Egli viene e mi guarda carezzevole,
E mi dice “Sei salvata!
Questa non è prigione né gabbia,
Guarda: non c’è serratura né chiave!
Ricordati, sei un uccello libero!
E’ alto e bello il tuo volo.
Un battito d’ali e sei libera,
Lontana da tutte le avversità!”
Brillano gli occhi di speranza:
un attimo e me n’andrò!
… Però m’immelmo come prima…
E non faccio né un passo però…
“Ridi di me, Maestro!
Aiuto! Si è consumato il mio cuore!
Come posso raggiungere la Sede della Libertà?”
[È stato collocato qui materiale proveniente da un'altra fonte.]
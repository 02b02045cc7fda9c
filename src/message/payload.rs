//! Commit-message payload and field normalization.

use serde_json::Value;

/// A parsed commit message ready for rendering.
#[derive(Debug, Clone, PartialEq, Eq)]
pub struct CommitPayload {
    /// Conventional-commit header line.
    pub subject: String,
    /// Body detail items, no leading markers and no trailing periods.
    pub bullets: Vec<String>,
    /// Breaking-change text, empty when none.
    pub breaking_change: String,
}

impl CommitPayload {
    /// Builds a payload from a decoded JSON object, tolerating missing or
    /// ill-typed fields: a non-array `bullets` or missing `breaking_change`
    /// simply becomes empty.
    ///
    /// Returns `None` when `subject` is empty after trimming; the JSON was
    /// syntactically valid but semantically useless, and the caller routes
    /// the raw text through the plain-text parser instead.
    pub fn from_value(value: &Value) -> Option<Self> {
        let subject = value
            .get("subject")
            .and_then(Value::as_str)
            .unwrap_or("")
            .trim()
            .to_string();
        if subject.is_empty() {
            return None;
        }

        let bullets = value
            .get("bullets")
            .and_then(Value::as_array)
            .map(|items| items.iter().filter_map(coerce_bullet).collect())
            .unwrap_or_default();

        let breaking_change = value
            .get("breaking_change")
            .and_then(Value::as_str)
            .unwrap_or("")
            .trim()
            .to_string();

        Some(Self {
            subject,
            bullets,
            breaking_change,
        })
    }
}

/// Coerces a JSON bullet entry to normalized text. Scalars stringify;
/// composite values and nulls are dropped.
fn coerce_bullet(item: &Value) -> Option<String> {
    let text = match item {
        Value::String(s) => s.clone(),
        Value::Number(n) => n.to_string(),
        Value::Bool(b) => b.to_string(),
        _ => return None,
    };
    clean_bullet(&text)
}

/// Trims a bullet and strips trailing periods.
///
/// Returns `None` when nothing remains, so empty entries drop out of the
/// list instead of rendering as bare markers.
pub fn clean_bullet(text: &str) -> Option<String> {
    let cleaned = text.trim().trim_end_matches('.').trim_end();
    if cleaned.is_empty() {
        None
    } else {
        Some(cleaned.to_string())
    }
}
“E’ più vicina della punta dell’ala…”
“Come puoi…?!”. “Sei un uccello libero,
E ti tieni tu stessa per la coda…
Chi non è capace di innamorarsi della Libertà,
Non è maturo per Essa!”.
Stordita dalla verità
Infine L’ho capito.
Il permesso per la Libertà,
Me lo posso dare solo Io.
Maria Shtil
Novembre, 1997
Conversazione con Gesù
Due mila anni fa
Gesù — Messia, Cristo —
Di nuovo ha portato alla Terra
Gli Insegnamenti di Dio-Padre alla gente.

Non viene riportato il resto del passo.